**Dataset entries**
══════

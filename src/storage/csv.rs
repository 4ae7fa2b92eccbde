//! Pipe-separated text tables in the TPC-H `.tbl` layout: no header and a
//! trailing separator on every line. Fields holding the separator are quoted.

use std::fs::File;
use std::path::{Path, PathBuf};

use ::csv::{ReaderBuilder, StringRecord, StringRecordsIntoIter, WriterBuilder};

use crate::types::error::{Error, Result};
use crate::types::{Chunk, OutputSchema, Row, Value};

use super::{StorageReader, CHUNK_SIZE};

pub const SEPARATOR: u8 = b'|';

/// Raw records of one file, checked against the expected width. Shared by the
/// engine's scan and the reference loader.
pub struct RecordReader {
    path: PathBuf,
    width: usize,
    records: StringRecordsIntoIter<File>,
}

impl RecordReader {
    pub fn open(path: &Path, width: usize) -> Result<RecordReader> {
        let reader = ReaderBuilder::new()
            .delimiter(SEPARATOR)
            .has_headers(false)
            .flexible(true)
            .from_path(path)
            .map_err(|e| Error::Storage(format!("Could not open {}: {}", path.display(), e)))?;
        Ok(RecordReader {
            path: path.to_path_buf(),
            width,
            records: reader.into_records(),
        })
    }

    pub fn next_record(&mut self) -> Result<Option<StringRecord>> {
        let mut record = match self.records.next() {
            Some(record) => record.map_err(|e| Error::Storage(format!("{}: {}", self.path.display(), e)))?,
            None => return Ok(None),
        };

        if record.len() == self.width + 1 && record.get(self.width) == Some("") {
            record.truncate(self.width);
        }
        if record.len() != self.width {
            return Err(Error::Storage(format!(
                "{}:{}: expected {} fields, found {}",
                self.path.display(),
                self.line(&record),
                self.width,
                record.len()
            )));
        }
        Ok(Some(record))
    }

    pub fn line(&self, record: &StringRecord) -> u64 {
        record.position().map_or(0, |p| p.line())
    }

    pub fn path(&self) -> &Path {
        &self.path
    }
}

pub struct CsvReader {
    records: RecordReader,
    schema: OutputSchema,
}

impl CsvReader {
    pub fn new(path: &Path, schema: OutputSchema) -> Result<CsvReader> {
        Ok(CsvReader {
            records: RecordReader::open(path, schema.len())?,
            schema,
        })
    }

    fn parse_record(&self, record: &StringRecord) -> Result<Row> {
        record
            .iter()
            .zip(self.schema.columns.iter())
            .map(|(text, column)| match column.data_type {
                Some(data_type) => Value::parse_as(text, data_type).map_err(|e| {
                    Error::Storage(format!(
                        "{}:{}: {}",
                        self.records.path().display(),
                        self.records.line(record),
                        e
                    ))
                }),
                None => Ok(Value::Str(text.to_string())),
            })
            .collect()
    }
}

impl StorageReader for CsvReader {
    fn next_chunk(&mut self) -> Result<Chunk> {
        let mut chunk = Chunk::default();

        while chunk.len() < CHUNK_SIZE {
            match self.records.next_record()? {
                Some(record) => chunk.rows.push(self.parse_record(&record)?),
                None => break,
            }
        }

        Ok(chunk)
    }
}

/// Writes rows in the same layout the reader expects. NULL becomes an empty
/// field.
pub fn write_table(path: &Path, rows: &[Row]) -> Result<()> {
    let mut writer = WriterBuilder::new()
        .delimiter(SEPARATOR)
        .has_headers(false)
        .flexible(true)
        .from_path(path)
        .map_err(|e| Error::Storage(format!("Could not create {}: {}", path.display(), e)))?;

    for row in rows {
        let mut fields = row
            .iter()
            .map(|value| match value {
                Value::Null => String::new(),
                other => other.to_string(),
            })
            .collect::<Vec<String>>();
        fields.push(String::new());
        writer
            .write_record(&fields)
            .map_err(|e| Error::Storage(format!("{}: {}", path.display(), e)))?;
    }
    writer.flush()?;
    Ok(())
}

#[cfg(test)]
mod tests {
    use super::*;
    use crate::types::{Column, DataType};

    #[test]
    fn separator_inside_a_field_survives() {
        let dir = tempfile::tempdir().unwrap();
        let path = dir.path().join("notes_0.psv");
        let rows = vec![
            vec![Value::Long(1), Value::Str("a|b".into())],
            vec![Value::Long(2), Value::Null],
        ];
        write_table(&path, &rows).unwrap();

        let schema = OutputSchema::new(vec![
            Column::new("id", DataType::BigInt),
            Column::new("note", DataType::Varchar),
        ]);
        let chunk = CsvReader::new(&path, schema).unwrap().next_chunk().unwrap();
        assert_eq!(chunk.rows, rows);
    }

    #[test]
    fn trailing_separator_is_optional() {
        let dir = tempfile::tempdir().unwrap();
        let path = dir.path().join("t_0.psv");
        std::fs::write(&path, "1|x|\n2|y\n\n").unwrap();

        let mut records = RecordReader::open(&path, 2).unwrap();
        assert_eq!(records.next_record().unwrap().unwrap().len(), 2);
        assert_eq!(records.next_record().unwrap().unwrap().get(1), Some("y"));
        assert!(records.next_record().unwrap().is_none());
    }

    #[test]
    fn wrong_width_names_the_line() {
        let dir = tempfile::tempdir().unwrap();
        let path = dir.path().join("t_0.psv");
        std::fs::write(&path, "1|x|\n2|y|z|w\n").unwrap();

        let mut records = RecordReader::open(&path, 2).unwrap();
        records.next_record().unwrap();
        let err = records.next_record().unwrap_err().to_string();
        assert!(err.contains(":2: expected 2 fields, found 4"), "{}", err);
    }
}
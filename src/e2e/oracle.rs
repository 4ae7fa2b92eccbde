//! Reference engines the suite checks the engine against.
//!
//! [`SqliteReference`] loads the pipe-separated tables into an in-memory
//! SQLite database and runs each query's SQLite form. [`StoredResults`]
//! replays results captured by an earlier `generator` run.

use std::fs;
use std::path::{Path, PathBuf};

use rusqlite::types::{Value as SqlValue, ValueRef};
use rusqlite::{params_from_iter, Connection};
use serde::{Deserialize, Serialize};

use crate::e2e::schema::{table_files, table_schema};
use crate::storage::csv::RecordReader;
use crate::storage::FileFormat;
use crate::types::error::{Error, Result};
use crate::types::{Column, OutputSchema, ResultSet, Row, Value};

/// One query as the reference engine sees it.
#[derive(Debug, Clone)]
pub struct ReferenceQuery {
    pub query_type: String,
    pub query_id: String,
    pub sql: String,
}

pub trait ReferenceEngine {
    fn name(&self) -> &str;

    /// Makes `tables` from `data_dir` queryable. Engines that replay stored
    /// results have nothing to load.
    fn load_tables(&mut self, _data_dir: &Path, _tables: &[&str]) -> Result<()> {
        Ok(())
    }

    fn run(&mut self, query: &ReferenceQuery) -> Result<ResultSet>;
}

pub struct SqliteReference {
    conn: Connection,
}

impl SqliteReference {
    pub fn open_in_memory() -> Result<SqliteReference> {
        Ok(SqliteReference {
            conn: Connection::open_in_memory()?,
        })
    }
}

/// Reads a `.psv` file as SQLite parameters. Empty fields become NULL;
/// column affinity turns the rest into numbers where declared.
fn read_fields(path: &Path, width: usize) -> Result<Vec<Vec<SqlValue>>> {
    let mut records = RecordReader::open(path, width)?;
    let mut rows = Vec::new();
    while let Some(record) = records.next_record()? {
        rows.push(
            record
                .iter()
                .map(|field| match field {
                    "" => SqlValue::Null,
                    text => SqlValue::Text(text.to_string()),
                })
                .collect(),
        );
    }
    Ok(rows)
}

fn from_sqlite(value: ValueRef) -> Value {
    match value {
        ValueRef::Null => Value::Null,
        ValueRef::Integer(i) => Value::Long(i),
        ValueRef::Real(r) => Value::Double(r),
        ValueRef::Text(t) => Value::Str(String::from_utf8_lossy(t).into_owned()),
        ValueRef::Blob(b) => Value::Str(String::from_utf8_lossy(b).into_owned()),
    }
}

impl ReferenceEngine for SqliteReference {
    fn name(&self) -> &str {
        "sqlite"
    }

    /// Creates `tables` and fills them from the `.psv` files in `data_dir`,
    /// replacing existing tables of the same name.
    fn load_tables(&mut self, data_dir: &Path, tables: &[&str]) -> Result<()> {
        for table in tables {
            let schema = table_schema(table)?;
            let files = table_files(data_dir, table, FileFormat::Csv)?;
            if files.is_empty() {
                return Err(Error::Harness(format!(
                    "No csv files for table '{}' in {}",
                    table,
                    data_dir.display()
                )));
            }

            let definition = schema
                .columns
                .iter()
                .map(|c| {
                    let data_type = c.data_type.map_or("TEXT", |t| t.sqlite_name());
                    format!("{} {}", c.name, data_type)
                })
                .collect::<Vec<String>>()
                .join(", ");
            self.conn.execute_batch(&format!(
                "DROP TABLE IF EXISTS {table}; CREATE TABLE {table} ({definition});"
            ))?;

            let placeholders = vec!["?"; schema.len()].join(", ");
            let insert = format!("INSERT INTO {} VALUES ({})", table, placeholders);

            let tx = self.conn.transaction()?;
            let mut loaded = 0usize;
            {
                let mut stmt = tx.prepare(&insert)?;
                for file in &files {
                    for fields in read_fields(file, schema.len())? {
                        stmt.execute(params_from_iter(fields))?;
                        loaded += 1;
                    }
                }
            }
            tx.commit()?;
            tracing::debug!(table = *table, rows = loaded, "loaded reference table");
        }
        Ok(())
    }

    fn run(&mut self, query: &ReferenceQuery) -> Result<ResultSet> {
        let mut stmt = self.conn.prepare(&query.sql)?;
        let columns = stmt
            .column_names()
            .into_iter()
            .map(Column::untyped)
            .collect::<Vec<Column>>();
        let width = columns.len();

        let mut rows = Vec::new();
        let mut cursor = stmt.query([])?;
        while let Some(row) = cursor.next()? {
            let mut values = Vec::with_capacity(width);
            for i in 0..width {
                values.push(from_sqlite(row.get_ref(i)?));
            }
            rows.push(values);
        }

        Ok(ResultSet::from_rows(OutputSchema::new(columns), rows))
    }
}

#[derive(Debug, Serialize, Deserialize)]
struct StoredResult {
    columns: Vec<String>,
    rows: Vec<Row>,
}

/// Reference results on disk, one JSON file per query at
/// `<dir>/<query type>/<query id>.json`.
pub struct StoredResults {
    dir: PathBuf,
}

impl StoredResults {
    pub fn new(dir: &Path) -> StoredResults {
        StoredResults {
            dir: dir.to_path_buf(),
        }
    }

    fn path(&self, query: &ReferenceQuery) -> PathBuf {
        self.dir
            .join(&query.query_type)
            .join(format!("{}.json", query.query_id))
    }

    pub fn write(&self, query: &ReferenceQuery, result: &ResultSet) -> Result<PathBuf> {
        let path = self.path(query);
        if let Some(parent) = path.parent() {
            fs::create_dir_all(parent)?;
        }
        let stored = StoredResult {
            columns: result.column_names(),
            rows: result.rows().cloned().collect(),
        };
        fs::write(&path, serde_json::to_string_pretty(&stored)?)?;
        Ok(path)
    }
}

impl ReferenceEngine for StoredResults {
    fn name(&self) -> &str {
        "stored results"
    }

    fn run(&mut self, query: &ReferenceQuery) -> Result<ResultSet> {
        let path = self.path(query);
        let text = fs::read_to_string(&path).map_err(|e| {
            Error::Harness(format!(
                "No stored result for {} {} at {}: {}",
                query.query_type,
                query.query_id,
                path.display(),
                e
            ))
        })?;
        let stored: StoredResult = serde_json::from_str(&text)?;
        let columns = stored
            .columns
            .iter()
            .map(|name| Column::untyped(name))
            .collect();
        Ok(ResultSet::from_rows(OutputSchema::new(columns), stored.rows))
    }
}

#[cfg(test)]
mod tests {
    use super::*;
    use crate::storage::csv;

    fn query(id: &str, sql: &str) -> ReferenceQuery {
        ReferenceQuery {
            query_type: "Timestampdiff".to_string(),
            query_id: id.to_string(),
            sql: sql.to_string(),
        }
    }

    #[test]
    fn sqlite_reads_pipe_separated_tables() {
        let dir = tempfile::tempdir().unwrap();
        let rows = vec![
            vec![
                Value::Long(0),
                Value::Str("ALGERIA".into()),
                Value::Long(0),
                Value::Str("final|quiet".into()),
            ],
            vec![
                Value::Long(1),
                Value::Str("ARGENTINA".into()),
                Value::Long(1),
                Value::Null,
            ],
        ];
        csv::write_table(&dir.path().join("nation_0.psv"), &rows).unwrap();

        let mut sqlite = SqliteReference::open_in_memory().unwrap();
        sqlite.load_tables(dir.path(), &["nation"]).unwrap();
        let result = sqlite
            .run(&query(
                "TEST_00",
                "select n_nationkey, n_comment from nation order by n_nationkey",
            ))
            .unwrap();

        assert_eq!(result.column_names(), vec!["n_nationkey", "n_comment"]);
        let rows = result.into_rows();
        assert_eq!(rows[0], vec![Value::Long(0), Value::Str("final|quiet".into())]);
        assert_eq!(rows[1], vec![Value::Long(1), Value::Null]);
    }

    #[test]
    fn stored_results_round_trip_and_report_missing_ids() {
        let dir = tempfile::tempdir().unwrap();
        let mut stored = StoredResults::new(dir.path());
        let result = ResultSet::from_rows(
            OutputSchema::new(vec![Column::untyped("d")]),
            vec![vec![Value::Str("1995-07-06".into())]],
        );

        let path = stored.write(&query("TEST_04", ""), &result).unwrap();
        assert!(path.ends_with("Timestampdiff/TEST_04.json"));
        let read = stored.run(&query("TEST_04", "")).unwrap();
        assert_eq!(read.into_rows(), result.into_rows());

        let missing = stored.run(&query("TEST_99", "")).unwrap_err();
        assert!(missing.to_string().contains("TEST_99"));
    }
}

══════

**TASK DESCRIPTION**
Reproduce all lines from the records above that include the word "Timestampdiff".

**EXERCISE RESULT**
            query_type: "Timestampdiff".to_string(),
        assert!(path.ends_with("Timestampdiff/TEST_04.json"));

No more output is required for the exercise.